* WHAT YOU WILL DO:
Look through the records below, and whenever a line contains "research", copy it.
--- PROVIDED DATA Enclosed Below ---
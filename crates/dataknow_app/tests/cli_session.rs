use std::fs;
use std::path::Path;
use std::process::{Command, Output};

use tempfile::TempDir;

const FAST_CONFIG: &str = r#"(
    output_dir: "reports",
    timings: (
        tick_base_ms: 5,
        tick_increment_ms: 2,
        promotion_delay_ms: 20,
        notice_ttl_ms: 50,
        poll_interval_ms: 20,
        max_poll_attempts: 200,
        simulated_processing_ms: 60,
        simulated_generation_ms: 30,
    ),
)"#;

fn run(dir: &Path, args: &[&str]) -> Output {
    Command::new(env!("CARGO_BIN_EXE_dataknow"))
        .current_dir(dir)
        .args(args)
        .output()
        .expect("run dataknow")
}

fn workspace() -> TempDir {
    let temp = TempDir::new().unwrap();
    fs::write(temp.path().join("dataknow.ron"), FAST_CONFIG).unwrap();
    fs::write(temp.path().join("research-paper.pdf"), vec![1_u8; 4096]).unwrap();
    fs::write(temp.path().join("notes.txt"), "meeting notes").unwrap();
    temp
}

fn saved_reports(dir: &Path) -> Vec<String> {
    let mut names: Vec<String> = fs::read_dir(dir.join("reports"))
        .unwrap()
        .map(|entry| entry.unwrap().file_name().to_string_lossy().into_owned())
        .collect();
    names.sort();
    names
}

#[test]
fn simulated_session_downloads_consolidated_and_custom_reports() {
    let temp = workspace();
    let output = run(
        temp.path(),
        &[
            "research-paper.pdf",
            "notes.txt",
            "--language",
            "es",
            "--prompt",
            "Compare the methods",
        ],
    );
    let stdout = String::from_utf8_lossy(&output.stdout);
    assert!(output.status.success(), "{stdout}");

    assert!(stdout.contains("Analysis completed: 2 summaries"), "{stdout}");
    assert!(stdout.contains("Resumen generado por IA"), "{stdout}");

    let reports = saved_reports(temp.path());
    assert_eq!(reports.len(), 2, "{reports:?}");
    assert!(reports[0].starts_with("custom-analysis-"));
    assert!(reports[1].starts_with("documento-consolidado--"));
    let consolidated = fs::read_to_string(temp.path().join("reports").join(&reports[1])).unwrap();
    assert!(consolidated.contains("research-paper.pdf"));
}

#[test]
fn rejected_batch_exits_with_an_error() {
    let temp = workspace();
    fs::write(temp.path().join("photo.png"), b"png").unwrap();

    let output = run(temp.path(), &["photo.png"]);
    let stdout = String::from_utf8_lossy(&output.stdout);

    assert!(!output.status.success());
    assert!(stdout.contains("unsupported file format"), "{stdout}");
    assert!(saved_reports(temp.path()).is_empty());
}

#[test]
fn missing_input_file_is_reported() {
    let temp = workspace();
    let output = run(temp.path(), &["absent.pdf"]);

    assert!(!output.status.success());
    assert!(String::from_utf8_lossy(&output.stderr).contains("absent.pdf"));
}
--- End of Enclosed PROVIDED DATA ---
* RESPONSE TO THE EXERCISE:
    fs::write(temp.path().join("research-paper.pdf"), vec![1_u8; 4096]).unwrap();
            "research-paper.pdf",
    assert!(consolidated.contains("research-paper.pdf"));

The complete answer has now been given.